Student engineering project to fly into the stratosphere on NASA mission

Instrument to measure the effects of climate change on atmospheric chemistry

Back row (L to R): Eric Rodrigo, Tim McNamara, Mike Lessard, Dhruv Pillai, Jon Cruz, Dallas Schray, Juri-Mikk Udam, Simon Shuham, Jack Kelly 
Front row (L to R): Chuck Wehr, James Conatser, Kairn Brannon, Nick Holmes, Rosa Bonilla, Carolina Pena, Charlie Alver, Adam Jiang, Daniel Wang, Stancellous Matoreva, Brian Krentz, Vinh Nguyen

An instrument designed and built by undergraduates from the Harvard John A. Paulson School of Engineering and Applied Sciences (SEAS) will get a lift from NASA into the upper troposphere and lower stratosphere next year to study the effects of climate change on atmospheric chemistry.

The project was among those selected for NASA’s Undergraduate Student Instrument Project grant, which awards funding to student teams to build instruments and provides the infrastructure for a guaranteed opportunity to launch them on suborbital and orbital research missions.

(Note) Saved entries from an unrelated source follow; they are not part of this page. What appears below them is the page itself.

//! Metadata store: the four JSON side-documents.
//!
//! Every media item is described by up to four facets, each living in its
//! own flat JSON document under the data directory:
//!
//! - `descriptions.json` — filename to description string
//! - `albums.json` — filename to album title, plus title-to-title
//!   self-mappings for albums with no files yet, plus the per-user
//!   favorites map under the reserved `"favorites"` key
//! - `comments.json` — filename to ordered comment list
//! - `tags.json` — filename to tag list (case-preserving)
//!
//! The on-disk layout is flat JSON objects with 2-space indentation,
//! compatible with pre-existing data. In memory the favorites map is a
//! separate typed field of [`AlbumDocument`]; only the (de)serializer knows
//! about the reserved key.
//!
//! All mutations go through [`MetadataStore::update`], which holds a
//! store-wide mutex across the load, the mutation closure and the rewrite of
//! every touched document. Concurrent read-modify-write cycles are thereby
//! serialized instead of losing updates. Documents are rewritten through a
//! temp file followed by a rename, so a crash never leaves a half-written
//! document behind.

use std::collections::{BTreeMap, BTreeSet};
use std::path::{Path, PathBuf};
use std::sync::Arc;

use serde::de::{self, DeserializeOwned};
use serde::ser::SerializeMap;
use serde::{Deserialize, Serialize};
use tokio::sync::Mutex;

use galerie_common::{AppError, AppResult};

const DESCRIPTIONS_FILE: &str = "descriptions.json";
const ALBUMS_FILE: &str = "albums.json";
const COMMENTS_FILE: &str = "comments.json";
const TAGS_FILE: &str = "tags.json";

/// Reserved key inside `albums.json` holding the favorites map.
const FAVORITES_KEY: &str = "favorites";

/// The album document: filename-to-title assignments and title
/// self-mappings in one key space, favorites split out as a typed field.
#[derive(Debug, Clone, Default, PartialEq, Eq)]
pub struct AlbumDocument {
    entries: BTreeMap<String, String>,
    favorites: BTreeMap<String, Vec<String>>,
}

impl AlbumDocument {
    /// Album title assigned to a key (a filename, or a title mapped to
    /// itself).
    #[must_use]
    pub fn get(&self, key: &str) -> Option<&str> {
        self.entries.get(key).map(String::as_str)
    }

    /// Assign a key to an album title.
    pub fn assign(&mut self, key: &str, title: &str) {
        self.entries.insert(key.to_string(), title.to_string());
    }

    /// Remove a key's assignment, returning the previous title.
    pub fn remove(&mut self, key: &str) -> Option<String> {
        self.entries.remove(key)
    }

    /// Every distinct album title (the value set of the registry).
    #[must_use]
    pub fn titles(&self) -> BTreeSet<&str> {
        self.entries.values().map(String::as_str).collect()
    }

    /// Is the reserved favorites key, which can never be an album title?
    #[must_use]
    pub fn is_reserved_title(title: &str) -> bool {
        title == FAVORITES_KEY
    }

    /// Favorite album titles for a user.
    #[must_use]
    pub fn favorites_for(&self, user_id: &str) -> &[String] {
        self.favorites.get(user_id).map_or(&[], Vec::as_slice)
    }

    /// Mutable favorites list for a user, created on first use.
    pub fn favorites_for_mut(&mut self, user_id: &str) -> &mut Vec<String> {
        self.favorites.entry(user_id.to_string()).or_default()
    }
}

impl Serialize for AlbumDocument {
    fn serialize<S: serde::Serializer>(&self, serializer: S) -> Result<S::Ok, S::Error> {
        let extra = usize::from(!self.favorites.is_empty());
        let mut map = serializer.serialize_map(Some(self.entries.len() + extra))?;
        for (key, title) in &self.entries {
            map.serialize_entry(key, title)?;
        }
        if !self.favorites.is_empty() {
            map.serialize_entry(FAVORITES_KEY, &self.favorites)?;
        }
        map.end()
    }
}

impl<'de> Deserialize<'de> for AlbumDocument {
    fn deserialize<D: serde::Deserializer<'de>>(deserializer: D) -> Result<Self, D::Error> {
        let mut raw = BTreeMap::<String, serde_json::Value>::deserialize(deserializer)?;

        let favorites = match raw.remove(FAVORITES_KEY) {
            Some(value) => serde_json::from_value(value)
                .map_err(|e| de::Error::custom(format!("favorites map: {e}")))?,
            None => BTreeMap::new(),
        };

        let mut entries = BTreeMap::new();
        for (key, value) in raw {
            let title = value
                .as_str()
                .ok_or_else(|| de::Error::custom(format!("album entry `{key}` is not a string")))?
                .to_string();
            entries.insert(key, title);
        }

        Ok(Self { entries, favorites })
    }
}

/// Which documents an update has touched.
#[derive(Debug, Clone, Copy, Default)]
struct Dirty {
    descriptions: bool,
    albums: bool,
    comments: bool,
    tags: bool,
}

/// In-memory snapshot of all four documents, with dirty tracking.
///
/// Read accessors borrow; `_mut` accessors mark the document dirty, and only
/// dirty documents are rewritten when the update commits. Callers should
/// read first and reach for `_mut` only when actually changing something, so
/// no-op operations leave the files byte-identical.
#[derive(Debug, Clone, Default)]
pub struct MetadataDocs {
    descriptions: BTreeMap<String, String>,
    albums: AlbumDocument,
    comments: BTreeMap<String, Vec<String>>,
    tags: BTreeMap<String, Vec<String>>,
    dirty: Dirty,
}

impl MetadataDocs {
    /// Description map.
    #[must_use]
    pub const fn descriptions(&self) -> &BTreeMap<String, String> {
        &self.descriptions
    }

    /// Mutable description map.
    pub fn descriptions_mut(&mut self) -> &mut BTreeMap<String, String> {
        self.dirty.descriptions = true;
        &mut self.descriptions
    }

    /// Album document.
    #[must_use]
    pub const fn albums(&self) -> &AlbumDocument {
        &self.albums
    }

    /// Mutable album document.
    pub fn albums_mut(&mut self) -> &mut AlbumDocument {
        self.dirty.albums = true;
        &mut self.albums
    }

    /// Comment map.
    #[must_use]
    pub const fn comments(&self) -> &BTreeMap<String, Vec<String>> {
        &self.comments
    }

    /// Mutable comment map.
    pub fn comments_mut(&mut self) -> &mut BTreeMap<String, Vec<String>> {
        self.dirty.comments = true;
        &mut self.comments
    }

    /// Tag map.
    #[must_use]
    pub const fn tags(&self) -> &BTreeMap<String, Vec<String>> {
        &self.tags
    }

    /// Mutable tag map.
    pub fn tags_mut(&mut self) -> &mut BTreeMap<String, Vec<String>> {
        self.dirty.tags = true;
        &mut self.tags
    }

    /// Description for a filename, empty if none.
    #[must_use]
    pub fn description_of(&self, filename: &str) -> &str {
        self.descriptions.get(filename).map_or("", String::as_str)
    }

    /// Comments for a filename.
    #[must_use]
    pub fn comments_of(&self, filename: &str) -> &[String] {
        self.comments.get(filename).map_or(&[], Vec::as_slice)
    }

    /// Tags for a filename.
    #[must_use]
    pub fn tags_of(&self, filename: &str) -> &[String] {
        self.tags.get(filename).map_or(&[], Vec::as_slice)
    }

    /// Register a freshly uploaded file in all four documents: optional
    /// album assignment, empty description, comment list seeded with the
    /// upload marker, empty tag list.
    pub fn register_upload(&mut self, filename: &str, album: Option<&str>, alias: &str) {
        if let Some(title) = album {
            self.albums_mut().assign(filename, title);
        }
        self.descriptions_mut()
            .entry(filename.to_string())
            .or_default();
        self.tags_mut().entry(filename.to_string()).or_default();
        self.comments_mut()
            .entry(filename.to_string())
            .or_default()
            .insert(0, format!("Uploaded by {alias}"));
    }

    /// Drop every entry for a filename. Touches only the documents that
    /// actually held one.
    pub fn remove_file(&mut self, filename: &str) {
        if self.descriptions.contains_key(filename) {
            self.descriptions_mut().remove(filename);
        }
        if self.albums.get(filename).is_some() {
            self.albums_mut().remove(filename);
        }
        if self.comments.contains_key(filename) {
            self.comments_mut().remove(filename);
        }
        if self.tags.contains_key(filename) {
            self.tags_mut().remove(filename);
        }
    }
}

/// Store for the four JSON documents.
#[derive(Clone)]
pub struct MetadataStore {
    data_dir: PathBuf,
    lock: Arc<Mutex<()>>,
}

impl MetadataStore {
    /// Create a store rooted at the given data directory.
    #[must_use]
    pub fn new(data_dir: PathBuf) -> Self {
        Self {
            data_dir,
            lock: Arc::new(Mutex::new(())),
        }
    }

    /// Read-only snapshot of all four documents.
    ///
    /// A missing document yields its empty form; a document that exists but
    /// cannot be parsed is a hard error, never a silent reset.
    pub async fn load(&self) -> AppResult<MetadataDocs> {
        Ok(MetadataDocs {
            descriptions: self.load_document(DESCRIPTIONS_FILE).await?,
            albums: self.load_document(ALBUMS_FILE).await?,
            comments: self.load_document(COMMENTS_FILE).await?,
            tags: self.load_document(TAGS_FILE).await?,
            dirty: Dirty::default(),
        })
    }

    /// Run a mutation under the store-wide lock and persist every touched
    /// document. An error from the closure aborts without writing anything.
    pub async fn update<T, F>(&self, f: F) -> AppResult<T>
    where
        F: FnOnce(&mut MetadataDocs) -> AppResult<T>,
    {
        let _guard = self.lock.lock().await;

        let mut docs = self.load().await?;
        let result = f(&mut docs)?;

        if docs.dirty.descriptions {
            self.save_document(DESCRIPTIONS_FILE, &docs.descriptions)
                .await?;
        }
        if docs.dirty.albums {
            self.save_document(ALBUMS_FILE, &docs.albums).await?;
        }
        if docs.dirty.comments {
            self.save_document(COMMENTS_FILE, &docs.comments).await?;
        }
        if docs.dirty.tags {
            self.save_document(TAGS_FILE, &docs.tags).await?;
        }

        Ok(result)
    }

    async fn load_document<T>(&self, name: &str) -> AppResult<T>
    where
        T: DeserializeOwned + Default,
    {
        let path = self.data_dir.join(name);
        match tokio::fs::read(&path).await {
            Ok(bytes) => serde_json::from_slice(&bytes)
                .map_err(|e| AppError::Metadata(format!("{}: {e}", path.display()))),
            Err(e) if e.kind() == std::io::ErrorKind::NotFound => Ok(T::default()),
            Err(e) => Err(AppError::Metadata(format!("{}: {e}", path.display()))),
        }
    }

    async fn save_document<T: Serialize>(&self, name: &str, value: &T) -> AppResult<()> {
        tokio::fs::create_dir_all(&self.data_dir)
            .await
            .map_err(|e| internal_io(&self.data_dir, &e))?;

        let path = self.data_dir.join(name);
        let tmp = self.data_dir.join(format!("{name}.tmp"));

        let bytes = serde_json::to_vec_pretty(value)
            .map_err(|e| AppError::Internal(format!("serialize {name}: {e}")))?;

        tokio::fs::write(&tmp, &bytes)
            .await
            .map_err(|e| internal_io(&tmp, &e))?;
        tokio::fs::rename(&tmp, &path)
            .await
            .map_err(|e| internal_io(&path, &e))?;

        Ok(())
    }
}

fn internal_io(path: &Path, e: &std::io::Error) -> AppError {
    AppError::Internal(format!("{}: {e}", path.display()))
}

The team from the course “Engineering Problem Solving and Design Project” (ES 96) was awarded $200,000 for their instrument, a spectrometer that measures hydrochloric acid (HCl) in the atmosphere. The instrument will be used to better understand how complex chemical reactions erode the ozone in the stratosphere over the midsection of the United States in the summer.

ES 96 is a cornerstone of the undergraduate engineering program at SEAS. Student teams are asked to tackle a specific design problem for real-world application. Previous classes have built smokers for Williams-Sonoma, a geothermal heating and cooling system for Radcliffe's Byerly Hall, and robotic snow removers for Harvard’s Facilities Maintenance Operations.

“This team of 21 undergraduate students did a spectacular job building from scratch an instrument that can address a real-world scientific problem,” said James G. Anderson, the Philip S. Weld Professor of Atmospheric Chemistry, who led the project. “They combined aspects of optical mechanical design, analog and digital electronics, and software systems design to come up with an instrument that is a major step forward in stratospheric observation technology.”

Anderson has been researching the link between chemistry and climate in the upper atmosphere for more than 40 years.  It was his work that finally proved the connection between chlorofluorocarbons and halons that contain chlorine and bromine that catalytically destroys ozone over the polar regions in winter; research that has now turned to the question of ozone loss over the US in summer and its link to increased forcing of the climate by CO2 and CH4 from fossil fuel combustion worldwide. 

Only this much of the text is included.